Application Developer and API EULA Agreement
As of January 1, 2022 (the, “Effective Date"), Engineering Director, Inc., and its subsidiaries (collectively, “Engineering Director" or "EDI") have updated this Application Developer and API License Agreement (the, “Agreement"). If You are a new Licensee, then this Agreement will be effective as of January 1, 2022.
By accepting this Agreement, either by accessing or using the API, or authorizing or permitting any individual to access or use the API, You agree to be bound by this Agreement. If You are entering into this Agreement on behalf of a company, organization or another legal entity (an “Entity"), You are agreeing to this Agreement for that Entity and representing to Engineering Director that You have the authority to bind such Entity and its Affiliates to this Agreement, in which case the terms “Licensee", “You", “Your" or a related capitalized term herein shall refer to such Entity and its Affiliates. If You do not have such authority, or if You do not agree with this Agreement, You must not accept this Agreement and may not access nor use the API.
For purposes of this Agreement, capitalized terms shall have the meanings set forth below.
API: means an API and any accompanying or related documentation, source code, SDKs, executable applications and other materials made available by Engineering Director, including, without limitation, through its Developer Website.

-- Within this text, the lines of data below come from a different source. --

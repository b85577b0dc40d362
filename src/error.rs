use crate::dispatch::classify::ErrorClass;
use crate::transport::TransportError;
use thiserror::Error;

/// Structured error context for better error handling and debugging.
#[derive(Debug, Clone, PartialEq, Eq)]
pub struct ErrorContext {
    /// Field path or configuration key that caused the error (e.g., "openai.keys[2]", "cache.soft_capacity")
    pub field_path: Option<String>,
    /// Additional context about the error (e.g., expected type, actual value)
    pub details: Option<String>,
    /// Source of the error (e.g., "key_pool", "redis_store")
    pub source: Option<String>,
}

impl ErrorContext {
    pub fn new() -> Self {
        Self {
            field_path: None,
            details: None,
            source: None,
        }
    }

    pub fn with_field_path(mut self, path: impl Into<String>) -> Self {
        self.field_path = Some(path.into());
        self
    }

    pub fn with_details(mut self, details: impl Into<String>) -> Self {
        self.details = Some(details.into());
        self
    }

    pub fn with_source(mut self, source: impl Into<String>) -> Self {
        self.source = Some(source.into());
        self
    }
}

impl Default for ErrorContext {
    fn default() -> Self {
        Self::new()
    }
}

/// Unified error type for the dispatcher runtime.
///
/// Provider-layer failures never escape [`crate::dispatch::Dispatcher::call`]; they are
/// turned into structured results there. This type is what the layers below it speak.
#[derive(Debug, Error)]
pub enum Error {
    #[error("Configuration error: {message}{}", format_context(.context))]
    Configuration {
        message: String,
        context: ErrorContext,
    },

    #[error("Runtime error: {message}{}", format_context(.context))]
    Runtime {
        message: String,
        context: ErrorContext,
    },

    #[error("Network transport error: {0}")]
    Transport(#[from] TransportError),

    #[error("Remote error: HTTP {status} ({class}): {message}")]
    Remote {
        status: u16,
        class: ErrorClass,
        message: String,
        retryable: bool,
    },

    #[error("Cache store error: {message}{}", format_context(.context))]
    Store {
        message: String,
        context: ErrorContext,
    },

    #[error("I/O error: {0}")]
    Io(#[from] std::io::Error),

    #[error("Serialization error: {0}")]
    Serialization(#[from] serde_json::Error),

    #[error("YAML error: {0}")]
    Yaml(#[from] serde_yaml::Error),
}

// Helper function to format error context for display
fn format_context(ctx: &ErrorContext) -> String {
    let mut parts = Vec::new();
    if let Some(ref field) = ctx.field_path {
        parts.push(format!("field: {}", field));
    }
    if let Some(ref details) = ctx.details {
        parts.push(format!("details: {}", details));
    }
    if let Some(ref source) = ctx.source {
        parts.push(format!("source: {}", source));
    }
    if parts.is_empty() {
        String::new()
    } else {
        format!(" ({})", parts.join(", "))
    }
}

impl Error {
    /// Create a new runtime error with structured context
    pub fn runtime_with_context(msg: impl Into<String>, context: ErrorContext) -> Self {
        Error::Runtime {
            message: msg.into(),
            context,
        }
    }

    /// Create a new configuration error with structured context
    pub fn configuration_with_context(msg: impl Into<String>, context: ErrorContext) -> Self {
        Error::Configuration {
            message: msg.into(),
            context,
        }
    }

    /// Create a new cache store error with structured context
    pub fn store_with_context(msg: impl Into<String>, context: ErrorContext) -> Self {
        Error::Store {
            message: msg.into(),
            context,
        }
    }

    /// Whether another attempt may succeed, possibly on a different key.
    ///
    /// The dispatcher retries every provider failure; this only matters when
    /// `retry.fail_fast` is set.
    pub fn is_transient(&self) -> bool {
        match self {
            Error::Transport(_) => true,
            Error::Remote { retryable, .. } => *retryable,
            _ => false,
        }
    }

    /// Extract error context if available
    pub fn context(&self) -> Option<&ErrorContext> {
        match self {
            Error::Configuration { context, .. }
            | Error::Runtime { context, .. }
            | Error::Store { context, .. } => Some(context),
            _ => None,
        }
    }
}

Applications: mean paid or unpaid web or other software services, applications, or Themes developed by Licensee that utilize or interact with the API or otherwise interact with the Services and are authorized to be Published pursuant to this Agreement.
Intellectual Property Rights: means patents, inventions, copyrights, trademarks, domain names, trade secrets, know-how and any other intellectual property and/or proprietary rights.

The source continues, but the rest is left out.